(DATA TO PROCESS begins)

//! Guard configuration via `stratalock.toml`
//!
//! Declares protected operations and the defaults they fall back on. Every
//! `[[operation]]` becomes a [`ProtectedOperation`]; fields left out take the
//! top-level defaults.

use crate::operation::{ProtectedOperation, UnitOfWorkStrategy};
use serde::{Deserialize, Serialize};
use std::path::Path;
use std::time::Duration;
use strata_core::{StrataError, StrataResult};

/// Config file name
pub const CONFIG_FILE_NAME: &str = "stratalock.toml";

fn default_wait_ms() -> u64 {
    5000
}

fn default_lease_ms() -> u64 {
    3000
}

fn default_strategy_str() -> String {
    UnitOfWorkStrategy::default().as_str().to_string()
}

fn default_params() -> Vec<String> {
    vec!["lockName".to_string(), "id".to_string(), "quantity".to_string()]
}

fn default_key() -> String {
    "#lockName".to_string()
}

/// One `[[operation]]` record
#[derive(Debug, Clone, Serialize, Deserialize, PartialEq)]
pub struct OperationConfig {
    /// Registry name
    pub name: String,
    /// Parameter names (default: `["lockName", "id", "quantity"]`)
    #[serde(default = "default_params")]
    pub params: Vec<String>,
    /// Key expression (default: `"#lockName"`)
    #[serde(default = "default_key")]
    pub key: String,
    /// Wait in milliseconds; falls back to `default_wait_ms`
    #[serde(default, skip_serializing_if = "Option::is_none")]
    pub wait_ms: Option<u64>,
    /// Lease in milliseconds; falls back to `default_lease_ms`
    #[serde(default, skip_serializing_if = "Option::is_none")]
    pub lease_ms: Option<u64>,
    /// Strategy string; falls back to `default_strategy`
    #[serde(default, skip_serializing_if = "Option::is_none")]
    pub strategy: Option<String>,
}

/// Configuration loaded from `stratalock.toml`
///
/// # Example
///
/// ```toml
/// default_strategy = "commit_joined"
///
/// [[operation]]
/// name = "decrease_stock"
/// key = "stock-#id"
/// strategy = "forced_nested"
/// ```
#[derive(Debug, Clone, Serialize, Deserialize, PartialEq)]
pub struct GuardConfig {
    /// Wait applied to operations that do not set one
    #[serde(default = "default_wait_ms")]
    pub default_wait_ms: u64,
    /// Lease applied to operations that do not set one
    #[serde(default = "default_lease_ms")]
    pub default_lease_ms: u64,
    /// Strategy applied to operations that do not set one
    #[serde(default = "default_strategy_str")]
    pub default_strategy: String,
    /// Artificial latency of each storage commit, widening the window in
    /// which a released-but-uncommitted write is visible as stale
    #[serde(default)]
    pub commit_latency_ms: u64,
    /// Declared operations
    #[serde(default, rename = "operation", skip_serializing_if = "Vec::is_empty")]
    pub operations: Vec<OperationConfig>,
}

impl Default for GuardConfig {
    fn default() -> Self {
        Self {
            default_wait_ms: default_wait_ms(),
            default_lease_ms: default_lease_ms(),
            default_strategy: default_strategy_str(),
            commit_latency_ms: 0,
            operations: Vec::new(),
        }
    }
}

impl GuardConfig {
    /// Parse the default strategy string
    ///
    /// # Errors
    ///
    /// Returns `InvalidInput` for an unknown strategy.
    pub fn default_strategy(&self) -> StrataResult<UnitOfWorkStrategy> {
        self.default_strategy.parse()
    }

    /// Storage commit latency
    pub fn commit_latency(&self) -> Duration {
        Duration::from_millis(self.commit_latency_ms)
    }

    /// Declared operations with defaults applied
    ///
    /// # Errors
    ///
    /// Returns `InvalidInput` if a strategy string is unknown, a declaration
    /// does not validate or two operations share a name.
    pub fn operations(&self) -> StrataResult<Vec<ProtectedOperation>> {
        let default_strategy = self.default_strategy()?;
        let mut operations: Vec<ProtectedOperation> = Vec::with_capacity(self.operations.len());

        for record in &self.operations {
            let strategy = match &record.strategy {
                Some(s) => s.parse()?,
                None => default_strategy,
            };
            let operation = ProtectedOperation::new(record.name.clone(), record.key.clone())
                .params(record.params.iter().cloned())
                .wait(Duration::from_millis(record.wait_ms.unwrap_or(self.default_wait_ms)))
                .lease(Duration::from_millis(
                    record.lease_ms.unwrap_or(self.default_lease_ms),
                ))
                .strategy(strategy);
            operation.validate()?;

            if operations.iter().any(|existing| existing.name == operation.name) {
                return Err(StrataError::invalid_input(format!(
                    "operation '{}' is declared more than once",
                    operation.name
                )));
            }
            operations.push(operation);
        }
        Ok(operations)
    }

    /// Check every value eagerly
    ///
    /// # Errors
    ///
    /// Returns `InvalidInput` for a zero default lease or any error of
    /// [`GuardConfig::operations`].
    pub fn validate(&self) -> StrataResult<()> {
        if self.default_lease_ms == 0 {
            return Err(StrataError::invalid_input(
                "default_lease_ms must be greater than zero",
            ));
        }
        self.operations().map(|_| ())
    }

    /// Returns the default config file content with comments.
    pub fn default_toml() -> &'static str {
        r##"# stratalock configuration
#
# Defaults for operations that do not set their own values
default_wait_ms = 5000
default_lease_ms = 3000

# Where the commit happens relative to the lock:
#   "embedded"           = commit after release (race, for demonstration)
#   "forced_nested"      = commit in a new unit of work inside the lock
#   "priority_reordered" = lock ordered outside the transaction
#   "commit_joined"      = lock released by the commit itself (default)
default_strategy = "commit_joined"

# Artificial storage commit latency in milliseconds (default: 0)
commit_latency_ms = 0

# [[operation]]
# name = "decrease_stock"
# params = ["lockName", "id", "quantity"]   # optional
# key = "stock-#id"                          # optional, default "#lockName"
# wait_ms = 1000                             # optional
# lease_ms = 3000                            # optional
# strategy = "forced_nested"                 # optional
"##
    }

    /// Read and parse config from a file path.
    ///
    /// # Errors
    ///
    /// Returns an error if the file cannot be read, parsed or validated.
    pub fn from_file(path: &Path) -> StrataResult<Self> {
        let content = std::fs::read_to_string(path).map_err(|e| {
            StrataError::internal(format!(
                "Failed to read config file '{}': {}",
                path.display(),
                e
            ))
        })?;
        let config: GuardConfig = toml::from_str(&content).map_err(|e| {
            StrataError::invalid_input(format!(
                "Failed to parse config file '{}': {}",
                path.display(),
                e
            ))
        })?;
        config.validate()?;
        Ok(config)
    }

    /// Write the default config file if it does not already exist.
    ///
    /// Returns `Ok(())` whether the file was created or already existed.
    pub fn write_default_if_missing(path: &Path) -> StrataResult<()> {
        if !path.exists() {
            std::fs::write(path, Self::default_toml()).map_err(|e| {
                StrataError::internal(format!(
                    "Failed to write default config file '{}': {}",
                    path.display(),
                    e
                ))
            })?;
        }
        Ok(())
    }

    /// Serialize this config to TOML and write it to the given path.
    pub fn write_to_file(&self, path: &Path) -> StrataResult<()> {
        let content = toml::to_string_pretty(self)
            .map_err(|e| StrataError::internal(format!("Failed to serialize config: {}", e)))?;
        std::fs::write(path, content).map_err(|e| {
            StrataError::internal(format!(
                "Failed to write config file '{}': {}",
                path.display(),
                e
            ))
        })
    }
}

(DATA TO PROCESS ends)

### EXERCISE BRIEF
Show every line of the data that includes the string "than".

### EXERCISE ANSWER
                    "operation '{}' is declared more than once",
                "default_lease_ms must be greater than zero",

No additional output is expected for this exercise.